Python, Straightforward DP with Explanation


  • 10

    Let dp(i, j) be the number of turns needed to print S[i:j+1].

    Note that whichever turn creates the final print of S[i], might as well be the first turn, and also there might as well only be one print, since any later prints on interval [i, k] could just be on [i+1, k].

    So suppose our first print was on [i, k]. We only need to consider prints where S[i] == S[k], because we could instead take our first turn by printing up to the last printed index where S[k] == S[i] to get the same result.

    Then, when trying to complete the printing of interval [i, k] (with S[i] == S[k]), the job will take the same number of turns as painting [i, k-1]. This is because it is always at least as good to print [i, k] first in one turn rather than separately.

    Also, we would need to complete [k+1, j]. So in total, our candidate answer is dp(i, k-1) + dp(k+1, j). Of course, when k == i, our candidate is 1 + dp(i+1, j): we paint S[i] in one turn, then paint the rest in dp(i+1, j) turns.
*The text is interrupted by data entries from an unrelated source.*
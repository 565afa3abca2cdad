//! Time-bounded schedule tables and repeating daily schedules.

use chrono::{DateTime, Duration, NaiveTime, Utc};
use glyco_traits::ScheduleEntry;
use serde::{Deserialize, Deserializer, Serialize, Serializer};

use crate::config::SensitivityMode;
use crate::error::{ForecastError, Result, ScheduleKind};

/// Ordered, non-overlapping absolute-time schedule entries.
///
/// Gaps are allowed in the table itself; reading a value inside a gap is what
/// produces `IncompleteScheduleCoverage`.
#[derive(Debug, Clone, PartialEq)]
pub struct ScheduleTable<V> {
    entries: Vec<ScheduleEntry<V>>,
}

impl<V> Default for ScheduleTable<V> {
    fn default() -> Self {
        Self { entries: Vec::new() }
    }
}

impl<V> ScheduleTable<V> {
    /// Validate and wrap entries. They must have `start < end`, be sorted by
    /// start and not overlap.
    pub fn new(entries: Vec<ScheduleEntry<V>>) -> Result<Self> {
        for (i, e) in entries.iter().enumerate() {
            if e.start >= e.end {
                return Err(ForecastError::InvalidInput(format!(
                    "schedule entry {i} has an empty or inverted interval"
                )));
            }
        }
        if let Some(i) = entries.windows(2).position(|w| w[1].start < w[0].end) {
            return Err(ForecastError::InvalidInput(format!(
                "schedule entries {i} and {} overlap or are out of order",
                i + 1
            )));
        }
        Ok(Self { entries })
    }

    pub fn entries(&self) -> &[ScheduleEntry<V>] {
        &self.entries
    }

    pub fn is_empty(&self) -> bool {
        self.entries.is_empty()
    }

    pub fn len(&self) -> usize {
        self.entries.len()
    }

    /// Entry containing `t`, or failing that the closest one ending before it.
    pub fn entry_at_or_before(&self, t: DateTime<Utc>) -> Option<&ScheduleEntry<V>> {
        let idx = self.entries.partition_point(|e| e.start <= t);
        idx.checked_sub(1).map(|i| &self.entries[i])
    }

    /// Entry whose interval contains `t`.
    pub fn entry_at(&self, t: DateTime<Utc>) -> Option<&ScheduleEntry<V>> {
        self.entry_at_or_before(t).filter(|e| e.contains(t))
    }

    /// True when the entries leave no hole anywhere in `[start, end)`.
    pub fn covers(&self, start: DateTime<Utc>, end: DateTime<Utc>) -> bool {
        if end <= start {
            return true;
        }
        let mut reached = start;
        let from = self.entries.partition_point(|e| e.end <= start);
        for e in &self.entries[from..] {
            if e.start > reached {
                return false;
            }
            reached = reached.max(e.end);
            if reached >= end {
                return true;
            }
        }
        false
    }
}

impl<V: Copy> ScheduleTable<V> {
    pub fn value_at(&self, t: DateTime<Utc>) -> Option<V> {
        self.entry_at(t).map(|e| e.value)
    }

    /// Value at `t`, or the coverage error naming this schedule.
    pub fn require_at(&self, kind: ScheduleKind, t: DateTime<Utc>) -> Result<V> {
        self.value_at(t)
            .ok_or(ForecastError::IncompleteScheduleCoverage { schedule: kind, at: t })
    }

    /// Entries overlapping `[start, end)`, truncated to that interval.
    pub fn between(&self, start: DateTime<Utc>, end: DateTime<Utc>) -> Vec<ScheduleEntry<V>> {
        if end <= start {
            return Vec::new();
        }
        let from = self.entries.partition_point(|e| e.end <= start);
        self.entries[from..]
            .iter()
            .take_while(|e| e.start < end)
            .map(|e| ScheduleEntry::new(e.start.max(start), e.end.min(end), e.value))
            .collect()
    }
}

impl ScheduleTable<f64> {
    /// Sensitivity applying to an effect of a dose started at `dose_start`,
    /// observed at `t`.
    pub(crate) fn sensitivity_for(
        &self,
        mode: SensitivityMode,
        dose_start: DateTime<Utc>,
        t: DateTime<Utc>,
    ) -> Result<f64> {
        let at = match mode {
            SensitivityMode::DoseStart => dose_start,
            SensitivityMode::EffectTime => t,
        };
        self.require_at(ScheduleKind::Sensitivity, at)
    }
}

impl<V: Serialize> Serialize for ScheduleTable<V> {
    fn serialize<S: Serializer>(&self, serializer: S) -> std::result::Result<S::Ok, S::Error> {
        self.entries.serialize(serializer)
    }
}

impl<'de, V: Deserialize<'de>> Deserialize<'de> for ScheduleTable<V> {
    fn deserialize<D: Deserializer<'de>>(deserializer: D) -> std::result::Result<Self, D::Error> {
        let entries = Vec::<ScheduleEntry<V>>::deserialize(deserializer)?;
        ScheduleTable::new(entries).map_err(serde::de::Error::custom)
    }
}

/// A schedule repeating every UTC day, as `(minutes past midnight, value)`.
#[derive(Debug, Clone, PartialEq)]
pub struct DailySchedule<V> {
    items: Vec<(u32, V)>,
}

impl<V: Copy> DailySchedule<V> {
    /// First item must start at minute 0; offsets increase strictly and stay
    /// inside one day.
    pub fn new(items: Vec<(u32, V)>) -> Result<Self> {
        match items.first() {
            None => {
                return Err(ForecastError::InvalidInput("daily schedule is empty".into()));
            }
            Some((first, _)) if *first != 0 => {
                return Err(ForecastError::InvalidInput(
                    "daily schedule must start at minute 0".into(),
                ));
            }
            _ => {}
        }
        if items.windows(2).any(|w| w[1].0 <= w[0].0) || items.iter().any(|(m, _)| *m >= 24 * 60) {
            return Err(ForecastError::InvalidInput(
                "daily schedule offsets must increase strictly within one day".into(),
            ));
        }
        Ok(Self { items })
    }

    /// Constant value all day.
    pub fn constant(value: V) -> Self {
        Self {
            items: vec![(0, value)],
        }
    }

    pub fn items(&self) -> &[(u32, V)] {
        &self.items
    }

    /// Expand into absolute entries covering exactly `[start, end)`.
    pub fn table_between(&self, start: DateTime<Utc>, end: DateTime<Utc>) -> ScheduleTable<V> {
        let mut entries = Vec::new();
        let mut day = start.date_naive().and_time(NaiveTime::MIN).and_utc();
        while day < end {
            for (i, (offset, value)) in self.items.iter().enumerate() {
                let s = day + Duration::minutes(i64::from(*offset));
                let e = self
                    .items
                    .get(i + 1)
                    .map_or(day + Duration::days(1), |(next, _)| {
                        day + Duration::minutes(i64::from(*next))
                    });
                let (s, e) = (s.max(start), e.min(end));
                if s < e {
                    entries.push(ScheduleEntry::new(s, e, *value));
                }
            }
            day += Duration::days(1);
        }
        ScheduleTable { entries }
    }
}

#[cfg(test)]
mod tests {
    use super::*;
    use chrono::TimeZone;

    fn at(h: u32, m: u32) -> DateTime<Utc> {
        Utc.with_ymd_and_hms(2024, 2, 10, h, m, 0).unwrap()
    }

    #[test]
    fn rejects_overlap() {
        let err = ScheduleTable::new(vec![
            ScheduleEntry::new(at(0, 0), at(2, 0), 1.0),
            ScheduleEntry::new(at(1, 0), at(3, 0), 2.0),
        ])
        .unwrap_err();
        assert!(matches!(err, ForecastError::InvalidInput(_)));
    }

    #[test]
    fn lookup_prefers_containing_entry() {
        let table = ScheduleTable::new(vec![
            ScheduleEntry::new(at(0, 0), at(1, 0), 1.0),
            ScheduleEntry::new(at(2, 0), at(3, 0), 2.0),
        ])
        .unwrap();
        assert_eq!(table.value_at(at(0, 30)), Some(1.0));
        assert_eq!(table.value_at(at(1, 30)), None);
        assert_eq!(table.entry_at_or_before(at(1, 30)).map(|e| e.value), Some(1.0));
        assert!(!table.covers(at(0, 0), at(3, 0)));
        assert!(table.covers(at(2, 10), at(2, 50)));
    }

    #[test]
    fn daily_expansion_crosses_midnight() {
        let daily = DailySchedule::new(vec![(0, 0.8), (22 * 60, 1.2)]).unwrap();
        let start = at(21, 0);
        let end = start + Duration::hours(4);
        let table = daily.table_between(start, end);
        let values: Vec<f64> = table.entries().iter().map(|e| e.value).collect();
        assert_eq!(values, vec![0.8, 1.2, 0.8]);
        assert!(table.covers(start, end));
        assert_eq!(table.entries()[0].start, start);
        assert_eq!(table.entries().last().map(|e| e.end), Some(end));
    }
}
    def strangePrinter(self, S):
        memo = {}
        def dp(i, j):
            if i > j: return 0
            if (i, j) not in memo:
                ans = dp(i+1, j) + 1
                for k in xrange(i+1, j+1):
                    if S[k] == S[i]:
                        ans = min(ans, dp(i, k-1) + dp(k+1, j))
                memo[i, j] = ans
            return memo[i, j]
    
        return dp(0, len(S) - 1)
    

  • 0

    @awice
    I wonder why it's not correct for ans = min(ans, 1 + dp(i+1, k-1) + dp(k+1, j))


  • 1
    A

    Because you can have d[i, k-1] = d[i+1, k-1], but you assume that d[i, k-1] = 1+d[i+1, k-1]. Check this @awice 's argument as well:

    "Then, when trying to complete the printing of interval [i, k] (with S[i] == S[k]), the job will take the same number of turns as painting [i, k-1]. This is because it is always at least as good to print [i, k] first in one turn rather than separately."


  • 0
    B
    def strangePrinter(self, S):
        memo = {}
        def dp(i, j):
            if i > j: return 0
            if i == j: return 1
            if (i, j) not in memo:
                if S[i] == S[j]:
                    memo[i, j] = dp(i, j-1)
                else:
                    ans = j-i+1;
                    for k in xrange(i, j+1):
                        if S[k] == S[i]:
                            ans = min(ans, dp(i, k) + dp(k+1, j))
                    memo[i, j] = ans
            return memo[i, j]
    
        return dp(0, len(S) - 1)
    

    Here is a modified version of awice's solution with a proof that is hopefully easier to understand.

    algorithm idea:
    • do recursion and memoization.
    • dp[i][j] = min #prints to solve for range i to j inclusive.
    • base cases
    i > j -> 0
    i == j -> 1
    • recursive cases
    a[i] == a[j] -> dp[i][j-1]
    a[i] != a[j] -> min(dp[i][k] + dp[k+1][j]) for all k where i<=k<=j && a[i] == a[k]

    proof of
    a[i] == a[j] -> dp[i][j-1]:
    An optimal schedule exists where we first print a[i] onto the entire range [i,j].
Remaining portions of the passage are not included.